Type and device conversion

# Change dtype
let float_tensor = int_tensor.to(kFloat32)

# Change device
let cpu_tensor = gpu_tensor.cpu()
let gpu_tensor = cpu_tensor.cuda()

Random tensors

let rand_tensor = rand([3, 4])           # Uniform [0, 1)
let randn_tensor = randn([3, 4])         # Normal N(0, 1)
let zeros_tensor = zeros([3, 4])
let ones_tensor = ones([3, 4])

Memory management

Important notes:

from_blob creates views sharing original memory
clone() creates an independent copy
Sliced tensors share memory with parent
Use .contiguous() before direct data access

Error handling

try:
  check_index(tensor, idx0, idx1)
  let value = tensor[idx0, idx1]
except IndexDefect as e:
  echo "Out of bounds: ", e.msg

Test patterns from test_safetensors.nim

Shape conversion with asTorchView

Convert Nim sequences to Torch ArrayRef for shape parameters:

proc generateExpectedTensor*(pattern: string, shape: seq[int64], dtype: ScalarKind): TorchTensor =
  let shapeRef = shape.asTorchView()
  let numel = shape.product()

  case pattern
  of "gradient":
    arange(numel, dtype).reshape(shapeRef).to(dtype)
  of "alternating":
    let flat = arange(numel, kInt64)
    let modVal = (flat % 2).to(kFloat64)
    modVal.reshape(shapeRef).to(dtype)
  else:
    raise newException(ValueError, "Unknown pattern: " & pattern)
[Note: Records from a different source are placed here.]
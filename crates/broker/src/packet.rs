// SPDX-License-Identifier: BUSL-1.1
// Copyright (c) 2026 Alfred Jean LLC

//! Transport-independent packet codec.
//!
//! A packet is one opcode byte followed by a protobuf body whose schema is
//! selected by the opcode. TCP wraps packets in a length header (see
//! [`crate::framing`]); WebSocket carries one packet per binary message.

use bytes::{BufMut, Bytes, BytesMut};
use prost::Message as ProstMessage;

use crate::error::ErrorCode;

/// Shortest decodable packet: opcode plus at least one body byte.
pub const MIN_PACKET_LEN: usize = 2;

/// One-byte tag identifying a packet's body schema.
#[derive(Debug, Clone, Copy, PartialEq, Eq, Hash)]
#[repr(u8)]
pub enum OpCode {
    Unknown = 0x00,
    Ping = 0x01,
    Pong = 0x02,
    Connected = 0x03,
    Auth = 0x04,
    AuthResult = 0x05,
    Subscribe = 0x06,
    Unsubscribe = 0x07,
    Publish = 0x08,
    Message = 0x09,
    Error = 0x0a,
}

impl OpCode {
    pub fn from_u8(b: u8) -> Self {
        match b {
            0x01 => Self::Ping,
            0x02 => Self::Pong,
            0x03 => Self::Connected,
            0x04 => Self::Auth,
            0x05 => Self::AuthResult,
            0x06 => Self::Subscribe,
            0x07 => Self::Unsubscribe,
            0x08 => Self::Publish,
            0x09 => Self::Message,
            0x0a => Self::Error,
            _ => Self::Unknown,
        }
    }

    pub fn as_u8(self) -> u8 {
        self as u8
    }

    pub fn as_str(&self) -> &'static str {
        match self {
            Self::Unknown => "unknown",
            Self::Ping => "ping",
            Self::Pong => "pong",
            Self::Connected => "connected",
            Self::Auth => "auth",
            Self::AuthResult => "auth_result",
            Self::Subscribe => "subscribe",
            Self::Unsubscribe => "unsubscribe",
            Self::Publish => "publish",
            Self::Message => "message",
            Self::Error => "error",
        }
    }
}

// -- Message bodies ----------------------------------------------------------

/// Body of `Ping` and `Pong`. A pong echoes the ping's timestamp.
#[derive(Clone, PartialEq, ::prost::Message)]
pub struct Heartbeat {
    #[prost(uint64, tag = "1")]
    pub timestamp_ms: u64,
}

impl Heartbeat {
    pub fn now() -> Self {
        Self { timestamp_ms: epoch_ms() }
    }
}

#[derive(Clone, PartialEq, ::prost::Message)]
pub struct Connected {
    #[prost(string, tag = "1")]
    pub conn_id: String,
}

/// Client credential: lowercase SHA-1 hex of the server password.
#[derive(Clone, PartialEq, ::prost::Message)]
pub struct AuthRequest {
    #[prost(string, tag = "1")]
    pub password: String,
}

#[derive(Clone, PartialEq, ::prost::Message)]
pub struct AuthResult {
    #[prost(string, tag = "1")]
    pub conn_id: String,
    #[prost(bool, tag = "2")]
    pub authorized: bool,
    /// Error code string when `authorized` is false.
    #[prost(string, tag = "3")]
    pub error: String,
}

#[derive(Clone, PartialEq, ::prost::Message)]
pub struct SubscribeRequest {
    #[prost(string, tag = "1")]
    pub topic: String,
}

#[derive(Clone, PartialEq, ::prost::Message)]
pub struct UnsubscribeRequest {
    #[prost(string, tag = "1")]
    pub topic: String,
}

#[derive(Clone, PartialEq, ::prost::Message)]
pub struct PublishRequest {
    #[prost(string, tag = "1")]
    pub topic: String,
    #[prost(bytes = "bytes", tag = "2")]
    pub payload: Bytes,
}

/// A payload fanned out to the subscribers of `topic`.
#[derive(Clone, PartialEq, ::prost::Message)]
pub struct TopicMessage {
    #[prost(string, tag = "1")]
    pub topic: String,
    #[prost(bytes = "bytes", tag = "2")]
    pub payload: Bytes,
}

#[derive(Clone, PartialEq, ::prost::Message)]
pub struct ErrorReply {
    #[prost(string, tag = "1")]
    pub code: String,
    #[prost(string, tag = "2")]
    pub message: String,
}

impl ErrorReply {
    pub fn new(code: ErrorCode, message: impl Into<String>) -> Self {
        Self { code: code.as_str().to_owned(), message: message.into() }
    }
}

// -- Packet ------------------------------------------------------------------

/// A decoded packet.
#[derive(Debug, Clone, PartialEq)]
pub enum Packet {
    /// Unrecognized opcode; carries the raw byte.
    Unknown(u8),
    Ping(Heartbeat),
    Pong(Heartbeat),
    Connected(Connected),
    Auth(AuthRequest),
    AuthResult(AuthResult),
    Subscribe(SubscribeRequest),
    Unsubscribe(UnsubscribeRequest),
    Publish(PublishRequest),
    Message(TopicMessage),
    Error(ErrorReply),
}

impl Packet {
    pub fn op(&self) -> OpCode {
        match self {
            Self::Unknown(_) => OpCode::Unknown,
            Self::Ping(_) => OpCode::Ping,
            Self::Pong(_) => OpCode::Pong,
            Self::Connected(_) => OpCode::Connected,
            Self::Auth(_) => OpCode::Auth,
            Self::AuthResult(_) => OpCode::AuthResult,
            Self::Subscribe(_) => OpCode::Subscribe,
            Self::Unsubscribe(_) => OpCode::Unsubscribe,
            Self::Publish(_) => OpCode::Publish,
            Self::Message(_) => OpCode::Message,
            Self::Error(_) => OpCode::Error,
        }
    }

    /// Encode into `[opcode][body]`.
    ///
    /// `Unknown` has no schema and fails with [`ErrorCode::Serialization`].
    pub fn encode(&self) -> Result<Bytes, ErrorCode> {
        match self {
            Self::Unknown(_) => Err(ErrorCode::Serialization),
            Self::Ping(m) | Self::Pong(m) => encode(self.op(), m),
            Self::Connected(m) => encode(self.op(), m),
            Self::Auth(m) => encode(self.op(), m),
            Self::AuthResult(m) => encode(self.op(), m),
            Self::Subscribe(m) => encode(self.op(), m),
            Self::Unsubscribe(m) => encode(self.op(), m),
            Self::Publish(m) => encode(self.op(), m),
            Self::Message(m) => encode(self.op(), m),
            Self::Error(m) => encode(self.op(), m),
        }
    }
}

/// Encode one body under `op`.
pub fn encode<M: ProstMessage>(op: OpCode, msg: &M) -> Result<Bytes, ErrorCode> {
    if op == OpCode::Unknown {
        return Err(ErrorCode::Serialization);
    }
    let mut buf = BytesMut::with_capacity(1 + msg.encoded_len());
    buf.put_u8(op.as_u8());
    msg.encode(&mut buf).map_err(|_| ErrorCode::Serialization)?;
    Ok(buf.freeze())
}

/// Decode one packet.
///
/// Frames shorter than [`MIN_PACKET_LEN`] and bodies that do not parse under
/// their opcode's schema fail with [`ErrorCode::MalformedFrame`]. An
/// unrecognized opcode is not an error.
pub fn decode(frame: &[u8]) -> Result<Packet, ErrorCode> {
    if frame.len() < MIN_PACKET_LEN {
        return Err(ErrorCode::MalformedFrame);
    }
    let body = &frame[1..];
    let packet = match OpCode::from_u8(frame[0]) {
        OpCode::Unknown => Packet::Unknown(frame[0]),
        OpCode::Ping => Packet::Ping(body_of(body)?),
        OpCode::Pong => Packet::Pong(body_of(body)?),
        OpCode::Connected => Packet::Connected(body_of(body)?),
        OpCode::Auth => Packet::Auth(body_of(body)?),
        OpCode::AuthResult => Packet::AuthResult(body_of(body)?),
        OpCode::Subscribe => Packet::Subscribe(body_of(body)?),
        OpCode::Unsubscribe => Packet::Unsubscribe(body_of(body)?),
        OpCode::Publish => Packet::Publish(body_of(body)?),
        OpCode::Message => Packet::Message(body_of(body)?),
        OpCode::Error => Packet::Error(body_of(body)?),
    };
    Ok(packet)
}

fn body_of<M: ProstMessage + Default>(body: &[u8]) -> Result<M, ErrorCode> {
    M::decode(body).map_err(|_| ErrorCode::MalformedFrame)
}

/// Return current epoch millis.
pub fn epoch_ms() -> u64 {
    std::time::SystemTime::now()
        .duration_since(std::time::UNIX_EPOCH)
        .unwrap_or_default()
        .as_millis() as u64
}

#[cfg(test)]
#[path = "packet_tests.rs"]
mod tests;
Dtype conversion with toTorchType

Convert between Dtype enum and ScalarKind:

const TestedDtypes = [F64, F32, F16, I64, I32, I16, I8, U64, U32, U16, U8]

proc runTests*() =
  for dtype in TestedDtypes:
    let torchType = dtype.toTorchType()
    let tensor = arange(8, torchType)
    check tensor.scalarType() == torchType

Tensor creation and comparison

Create expected tensors and compare with loaded ones:

proc compareTensors*(expected, actual: TorchTensor) =
  check expected.shape == actual.shape
  check expected.scalarType() == actual.scalarType()
  check actual == expected  # Uses equal() under the hood

# Usage in tests
let expectedTensor = generateExpectedTensor(pattern, shape, dtype.toTorchType())
let actualTensor = safetensorsLoader.getTensor(key)
check actualTensor == expectedTensor

Tensor chaining pattern

Many tensor operations can be chained:

let tensor = arange(numel, kInt64)
  .reshape(shapeRef)
  .to(kFloat64)
  .cpu()

Advanced slicing syntax (indexing_macros.nim)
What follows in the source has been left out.